Retype the listing that follows, exactly as written.

- _DATA PROVIDED_
☆ ☆ ☆ ☆ ☆ ☆ ☆
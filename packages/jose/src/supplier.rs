//! Resolution of verification and decryption keys from header metadata

use crate::content::ContentCodec;
use crate::document::Document;
use crate::error::{JoseError, JoseResult};
use crate::key_codec::KeyCodec;
use crate::key_type::{KeyKind, KeyMaterial};
use crate::signing::SigningCodec;

/// Yields the key of `kind` appropriate for a token with `header`.
///
/// Suppliers never fail; an absent key is reported as `None` and the caller
/// turns it into [`JoseError::MissingKey`].
pub trait KeySupplier: Send + Sync {
    /// Key of `kind` for a token carrying `header`
    fn supply(&self, header: &Document, kind: KeyKind) -> Option<KeyMaterial>;
}

impl<F> KeySupplier for F
where
    F: Fn(&Document, KeyKind) -> Option<KeyMaterial> + Send + Sync,
{
    fn supply(&self, header: &Document, kind: KeyKind) -> Option<KeyMaterial> {
        self(header, kind)
    }
}

/// Supplies one key regardless of header, and only for its own kind
#[derive(Debug, Clone)]
pub struct FixedKey {
    material: KeyMaterial,
}

impl FixedKey {
    /// Supply `material`
    #[must_use]
    pub fn new(material: KeyMaterial) -> Self {
        Self { material }
    }

    /// Decode `bytes` as `kind` and supply the result
    pub fn read(bytes: &[u8], kind: KeyKind) -> JoseResult<Self> {
        kind.create(bytes).map(Self::new)
    }

    /// Supply the key bound to a signing codec; `none` has no key
    pub fn from_signing(codec: &SigningCodec) -> JoseResult<Self> {
        codec
            .key()
            .map(|key| Self::new(KeyMaterial::Hmac(key.clone())))
            .ok_or_else(|| JoseError::missing_key("unprotected codec has no key"))
    }

    /// Supply the content key bound to a content codec
    #[must_use]
    pub fn from_content(codec: &ContentCodec) -> Self {
        Self::new(KeyMaterial::Content(codec.key().clone()))
    }

    /// Supply the decryption half of a key codec
    pub fn from_key_codec(codec: &KeyCodec) -> JoseResult<Self> {
        codec.decryption_material().map(Self::new).ok_or_else(|| {
            JoseError::KeyUsage("key codec holds no decryption key".to_string())
        })
    }

    /// Supplied key
    #[must_use]
    pub fn material(&self) -> &KeyMaterial {
        &self.material
    }
}

impl KeySupplier for FixedKey {
    fn supply(&self, _header: &Document, kind: KeyKind) -> Option<KeyMaterial> {
        (self.material.kind() == kind).then(|| self.material.clone())
    }
}

/// Tries each supplier in turn
#[derive(Default)]
pub struct ChainedSupplier {
    suppliers: Vec<Box<dyn KeySupplier>>,
}

impl ChainedSupplier {
    /// Empty chain
    #[must_use]
    pub fn new() -> Self {
        Self::default()
    }

    /// Append a supplier consulted after the ones already added
    #[must_use]
    pub fn or(mut self, supplier: impl KeySupplier + 'static) -> Self {
        self.suppliers.push(Box::new(supplier));
        self
    }
}

impl KeySupplier for ChainedSupplier {
    fn supply(&self, header: &Document, kind: KeyKind) -> Option<KeyMaterial> {
        self.suppliers.iter().find_map(|s| s.supply(header, kind))
    }
}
☆ ☆ ☆ ☆ ☆ ☆ ☆
- _RESPONSE_
filename packages/jose/src/supplier.rs
//! Resolution of verification and decryption keys from header metadata

use crate::content::ContentCodec;
use crate::document::Document;
use crate::error::{JoseError, JoseResult};
use crate::key_codec::KeyCodec;
use crate::key_type::{KeyKind, KeyMaterial};
use crate::signing::SigningCodec;

/// Yields the key of `kind` appropriate for a token with `header`.
///
/// Suppliers never fail; an absent key is reported as `None` and the caller
/// turns it into [`JoseError::MissingKey`].
pub trait KeySupplier: Send + Sync {
    /// Key of `kind` for a token carrying `header`
    fn supply(&self, header: &Document, kind: KeyKind) -> Option<KeyMaterial>;
}

impl<F> KeySupplier for F
where
    F: Fn(&Document, KeyKind) -> Option<KeyMaterial> + Send + Sync,
{
    fn supply(&self, header: &Document, kind: KeyKind) -> Option<KeyMaterial> {
        self(header, kind)
    }
}

/// Supplies one key regardless of header, and only for its own kind
#[derive(Debug, Clone)]
pub struct FixedKey {
    material: KeyMaterial,
}

impl FixedKey {
    /// Supply `material`
    #[must_use]
    pub fn new(material: KeyMaterial) -> Self {
        Self { material }
    }

    /// Decode `bytes` as `kind` and supply the result
    pub fn read(bytes: &[u8], kind: KeyKind) -> JoseResult<Self> {
        kind.create(bytes).map(Self::new)
    }

    /// Supply the key bound to a signing codec; `none` has no key
    pub fn from_signing(codec: &SigningCodec) -> JoseResult<Self> {
        codec
            .key()
            .map(|key| Self::new(KeyMaterial::Hmac(key.clone())))
            .ok_or_else(|| JoseError::missing_key("unprotected codec has no key"))
    }

    /// Supply the content key bound to a content codec
    #[must_use]
    pub fn from_content(codec: &ContentCodec) -> Self {
        Self::new(KeyMaterial::Content(codec.key().clone()))
    }

    /// Supply the decryption half of a key codec
    pub fn from_key_codec(codec: &KeyCodec) -> JoseResult<Self> {
        codec.decryption_material().map(Self::new).ok_or_else(|| {
            JoseError::KeyUsage("key codec holds no decryption key".to_string())
        })
    }

    /// Supplied key
    #[must_use]
    pub fn material(&self) -> &KeyMaterial {
        &self.material
    }
}

impl KeySupplier for FixedKey {
    fn supply(&self, _header: &Document, kind: KeyKind) -> Option<KeyMaterial> {
        (self.material.kind() == kind).then(|| self.material.clone())
    }
}

/// Tries each supplier in turn
#[derive(Default)]
pub struct ChainedSupplier {
    suppliers: Vec<Box<dyn KeySupplier>>,
}

impl ChainedSupplier {
    /// Empty chain
    #[must_use]
    pub fn new() -> Self {
        Self::default()
    }

    /// Append a supplier consulted after the ones already added
    #[must_use]
    pub fn or(mut self, supplier: impl KeySupplier + 'static) -> Self {
        self.suppliers.push(Box::new(supplier));
        self
    }
}

impl KeySupplier for ChainedSupplier {
    fn supply(&self, header: &Document, kind: KeyKind) -> Option<KeyMaterial> {
        self.suppliers.iter().find_map(|s| s.supply(header, kind))
    }
}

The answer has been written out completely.